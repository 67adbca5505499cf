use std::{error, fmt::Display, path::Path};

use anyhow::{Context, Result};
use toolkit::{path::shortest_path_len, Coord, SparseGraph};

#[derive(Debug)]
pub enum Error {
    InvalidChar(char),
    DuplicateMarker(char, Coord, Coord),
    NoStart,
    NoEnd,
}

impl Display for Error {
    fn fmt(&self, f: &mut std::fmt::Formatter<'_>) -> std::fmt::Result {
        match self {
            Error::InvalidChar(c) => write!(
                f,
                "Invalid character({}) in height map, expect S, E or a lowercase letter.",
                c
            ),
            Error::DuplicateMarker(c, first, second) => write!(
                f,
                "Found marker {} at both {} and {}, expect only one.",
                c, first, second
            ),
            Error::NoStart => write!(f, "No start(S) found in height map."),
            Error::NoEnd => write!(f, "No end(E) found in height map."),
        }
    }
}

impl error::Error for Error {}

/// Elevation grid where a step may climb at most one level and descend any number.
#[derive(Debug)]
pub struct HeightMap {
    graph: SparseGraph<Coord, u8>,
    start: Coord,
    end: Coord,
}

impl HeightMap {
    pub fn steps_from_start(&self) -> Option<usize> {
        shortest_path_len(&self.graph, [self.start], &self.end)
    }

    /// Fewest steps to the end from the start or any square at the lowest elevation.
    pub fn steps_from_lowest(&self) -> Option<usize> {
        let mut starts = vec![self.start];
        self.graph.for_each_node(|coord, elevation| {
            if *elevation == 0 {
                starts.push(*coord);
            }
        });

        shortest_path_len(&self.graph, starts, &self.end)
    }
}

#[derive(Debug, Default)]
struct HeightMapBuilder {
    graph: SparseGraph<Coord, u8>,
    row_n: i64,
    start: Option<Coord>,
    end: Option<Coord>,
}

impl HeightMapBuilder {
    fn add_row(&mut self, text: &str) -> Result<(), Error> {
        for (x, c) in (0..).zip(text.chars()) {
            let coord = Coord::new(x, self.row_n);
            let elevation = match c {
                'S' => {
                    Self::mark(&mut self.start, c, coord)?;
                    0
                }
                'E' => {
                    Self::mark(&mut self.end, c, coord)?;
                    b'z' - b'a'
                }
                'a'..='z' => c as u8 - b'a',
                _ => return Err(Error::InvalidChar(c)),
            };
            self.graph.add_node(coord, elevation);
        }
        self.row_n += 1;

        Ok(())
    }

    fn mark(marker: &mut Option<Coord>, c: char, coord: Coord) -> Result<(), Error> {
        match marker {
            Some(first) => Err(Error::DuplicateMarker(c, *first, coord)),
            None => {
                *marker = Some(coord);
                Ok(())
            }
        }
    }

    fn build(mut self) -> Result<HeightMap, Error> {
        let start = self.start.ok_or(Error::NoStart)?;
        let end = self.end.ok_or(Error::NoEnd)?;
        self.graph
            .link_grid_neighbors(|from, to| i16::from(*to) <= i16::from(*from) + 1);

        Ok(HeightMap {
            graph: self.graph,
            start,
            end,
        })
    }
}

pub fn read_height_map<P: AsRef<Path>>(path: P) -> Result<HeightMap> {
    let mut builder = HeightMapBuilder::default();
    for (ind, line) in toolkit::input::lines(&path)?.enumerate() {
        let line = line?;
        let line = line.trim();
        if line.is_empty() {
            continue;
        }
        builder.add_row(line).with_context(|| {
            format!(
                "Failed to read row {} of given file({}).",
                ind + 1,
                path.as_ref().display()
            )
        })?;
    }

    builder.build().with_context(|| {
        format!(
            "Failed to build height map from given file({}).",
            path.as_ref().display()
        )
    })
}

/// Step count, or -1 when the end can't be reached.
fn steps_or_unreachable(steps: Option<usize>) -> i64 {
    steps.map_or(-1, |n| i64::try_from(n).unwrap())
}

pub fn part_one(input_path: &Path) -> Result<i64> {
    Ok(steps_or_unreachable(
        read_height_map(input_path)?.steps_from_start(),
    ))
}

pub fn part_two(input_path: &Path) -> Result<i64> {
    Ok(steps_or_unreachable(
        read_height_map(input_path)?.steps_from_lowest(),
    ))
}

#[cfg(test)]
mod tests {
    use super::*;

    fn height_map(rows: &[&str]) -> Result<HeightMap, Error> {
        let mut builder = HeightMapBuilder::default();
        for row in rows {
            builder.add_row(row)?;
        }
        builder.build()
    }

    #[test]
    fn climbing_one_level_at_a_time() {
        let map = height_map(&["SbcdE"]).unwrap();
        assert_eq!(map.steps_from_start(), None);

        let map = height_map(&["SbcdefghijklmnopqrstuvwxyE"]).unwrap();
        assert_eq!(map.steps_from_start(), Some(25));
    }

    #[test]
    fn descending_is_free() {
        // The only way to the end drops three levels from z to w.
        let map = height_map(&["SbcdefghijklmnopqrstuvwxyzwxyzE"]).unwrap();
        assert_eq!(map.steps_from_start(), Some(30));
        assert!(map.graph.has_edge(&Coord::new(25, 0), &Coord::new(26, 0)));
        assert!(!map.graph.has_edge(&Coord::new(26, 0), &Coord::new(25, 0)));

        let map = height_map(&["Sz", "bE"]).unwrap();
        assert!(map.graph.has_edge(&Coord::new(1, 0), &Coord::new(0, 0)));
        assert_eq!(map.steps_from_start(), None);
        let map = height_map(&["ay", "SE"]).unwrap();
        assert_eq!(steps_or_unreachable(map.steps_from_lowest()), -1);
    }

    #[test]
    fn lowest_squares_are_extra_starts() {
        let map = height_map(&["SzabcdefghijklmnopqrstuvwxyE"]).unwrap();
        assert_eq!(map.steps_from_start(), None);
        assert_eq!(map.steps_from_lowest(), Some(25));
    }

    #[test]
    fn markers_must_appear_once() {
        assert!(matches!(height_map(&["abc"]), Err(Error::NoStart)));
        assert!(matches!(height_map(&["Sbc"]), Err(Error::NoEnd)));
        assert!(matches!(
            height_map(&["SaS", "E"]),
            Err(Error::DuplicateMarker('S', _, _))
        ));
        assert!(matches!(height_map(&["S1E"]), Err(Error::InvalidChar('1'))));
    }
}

■ What is being asked: Every record must be set down again exactly.

■ Solved exercise:
repository 67adbca5505499cf
use std::{error, fmt::Display, path::Path};

use anyhow::{Context, Result};
use toolkit::{path::shortest_path_len, Coord, SparseGraph};

#[derive(Debug)]
pub enum Error {
    InvalidChar(char),
    DuplicateMarker(char, Coord, Coord),
    NoStart,
    NoEnd,
}

impl Display for Error {
    fn fmt(&self, f: &mut std::fmt::Formatter<'_>) -> std::fmt::Result {
        match self {
            Error::InvalidChar(c) => write!(
                f,
                "Invalid character({}) in height map, expect S, E or a lowercase letter.",
                c
            ),
            Error::DuplicateMarker(c, first, second) => write!(
                f,
                "Found marker {} at both {} and {}, expect only one.",
                c, first, second
            ),
            Error::NoStart => write!(f, "No start(S) found in height map."),
            Error::NoEnd => write!(f, "No end(E) found in height map."),
        }
    }
}

impl error::Error for Error {}

/// Elevation grid where a step may climb at most one level and descend any number.
#[derive(Debug)]
pub struct HeightMap {
    graph: SparseGraph<Coord, u8>,
    start: Coord,
    end: Coord,
}

impl HeightMap {
    pub fn steps_from_start(&self) -> Option<usize> {
        shortest_path_len(&self.graph, [self.start], &self.end)
    }

    /// Fewest steps to the end from the start or any square at the lowest elevation.
    pub fn steps_from_lowest(&self) -> Option<usize> {
        let mut starts = vec![self.start];
        self.graph.for_each_node(|coord, elevation| {
            if *elevation == 0 {
                starts.push(*coord);
            }
        });

        shortest_path_len(&self.graph, starts, &self.end)
    }
}

#[derive(Debug, Default)]
struct HeightMapBuilder {
    graph: SparseGraph<Coord, u8>,
    row_n: i64,
    start: Option<Coord>,
    end: Option<Coord>,
}

impl HeightMapBuilder {
    fn add_row(&mut self, text: &str) -> Result<(), Error> {
        for (x, c) in (0..).zip(text.chars()) {
            let coord = Coord::new(x, self.row_n);
            let elevation = match c {
                'S' => {
                    Self::mark(&mut self.start, c, coord)?;
                    0
                }
                'E' => {
                    Self::mark(&mut self.end, c, coord)?;
                    b'z' - b'a'
                }
                'a'..='z' => c as u8 - b'a',
                _ => return Err(Error::InvalidChar(c)),
            };
            self.graph.add_node(coord, elevation);
        }
        self.row_n += 1;

        Ok(())
    }

    fn mark(marker: &mut Option<Coord>, c: char, coord: Coord) -> Result<(), Error> {
        match marker {
            Some(first) => Err(Error::DuplicateMarker(c, *first, coord)),
            None => {
                *marker = Some(coord);
                Ok(())
            }
        }
    }

    fn build(mut self) -> Result<HeightMap, Error> {
        let start = self.start.ok_or(Error::NoStart)?;
        let end = self.end.ok_or(Error::NoEnd)?;
        self.graph
            .link_grid_neighbors(|from, to| i16::from(*to) <= i16::from(*from) + 1);

        Ok(HeightMap {
            graph: self.graph,
            start,
            end,
        })
    }
}

pub fn read_height_map<P: AsRef<Path>>(path: P) -> Result<HeightMap> {
    let mut builder = HeightMapBuilder::default();
    for (ind, line) in toolkit::input::lines(&path)?.enumerate() {
        let line = line?;
        let line = line.trim();
        if line.is_empty() {
            continue;
        }
        builder.add_row(line).with_context(|| {
            format!(
                "Failed to read row {} of given file({}).",
                ind + 1,
                path.as_ref().display()
            )
        })?;
    }

    builder.build().with_context(|| {
        format!(
            "Failed to build height map from given file({}).",
            path.as_ref().display()
        )
    })
}

/// Step count, or -1 when the end can't be reached.
fn steps_or_unreachable(steps: Option<usize>) -> i64 {
    steps.map_or(-1, |n| i64::try_from(n).unwrap())
}

pub fn part_one(input_path: &Path) -> Result<i64> {
    Ok(steps_or_unreachable(
        read_height_map(input_path)?.steps_from_start(),
    ))
}

pub fn part_two(input_path: &Path) -> Result<i64> {
    Ok(steps_or_unreachable(
        read_height_map(input_path)?.steps_from_lowest(),
    ))
}

#[cfg(test)]
mod tests {
    use super::*;

    fn height_map(rows: &[&str]) -> Result<HeightMap, Error> {
        let mut builder = HeightMapBuilder::default();
        for row in rows {
            builder.add_row(row)?;
        }
        builder.build()
    }

    #[test]
    fn climbing_one_level_at_a_time() {
        let map = height_map(&["SbcdE"]).unwrap();
        assert_eq!(map.steps_from_start(), None);

        let map = height_map(&["SbcdefghijklmnopqrstuvwxyE"]).unwrap();
        assert_eq!(map.steps_from_start(), Some(25));
    }

    #[test]
    fn descending_is_free() {
        // The only way to the end drops three levels from z to w.
        let map = height_map(&["SbcdefghijklmnopqrstuvwxyzwxyzE"]).unwrap();
        assert_eq!(map.steps_from_start(), Some(30));
        assert!(map.graph.has_edge(&Coord::new(25, 0), &Coord::new(26, 0)));
        assert!(!map.graph.has_edge(&Coord::new(26, 0), &Coord::new(25, 0)));

        let map = height_map(&["Sz", "bE"]).unwrap();
        assert!(map.graph.has_edge(&Coord::new(1, 0), &Coord::new(0, 0)));
        assert_eq!(map.steps_from_start(), None);
        let map = height_map(&["ay", "SE"]).unwrap();
        assert_eq!(steps_or_unreachable(map.steps_from_lowest()), -1);
    }

    #[test]
    fn lowest_squares_are_extra_starts() {
        let map = height_map(&["SzabcdefghijklmnopqrstuvwxyE"]).unwrap();
        assert_eq!(map.steps_from_start(), None);
        assert_eq!(map.steps_from_lowest(), Some(25));
    }

    #[test]
    fn markers_must_appear_once() {
        assert!(matches!(height_map(&["abc"]), Err(Error::NoStart)));
        assert!(matches!(height_map(&["Sbc"]), Err(Error::NoEnd)));
        assert!(matches!(
            height_map(&["SaS", "E"]),
            Err(Error::DuplicateMarker('S', _, _))
        ));
        assert!(matches!(height_map(&["S1E"]), Err(Error::InvalidChar('1'))));
    }
}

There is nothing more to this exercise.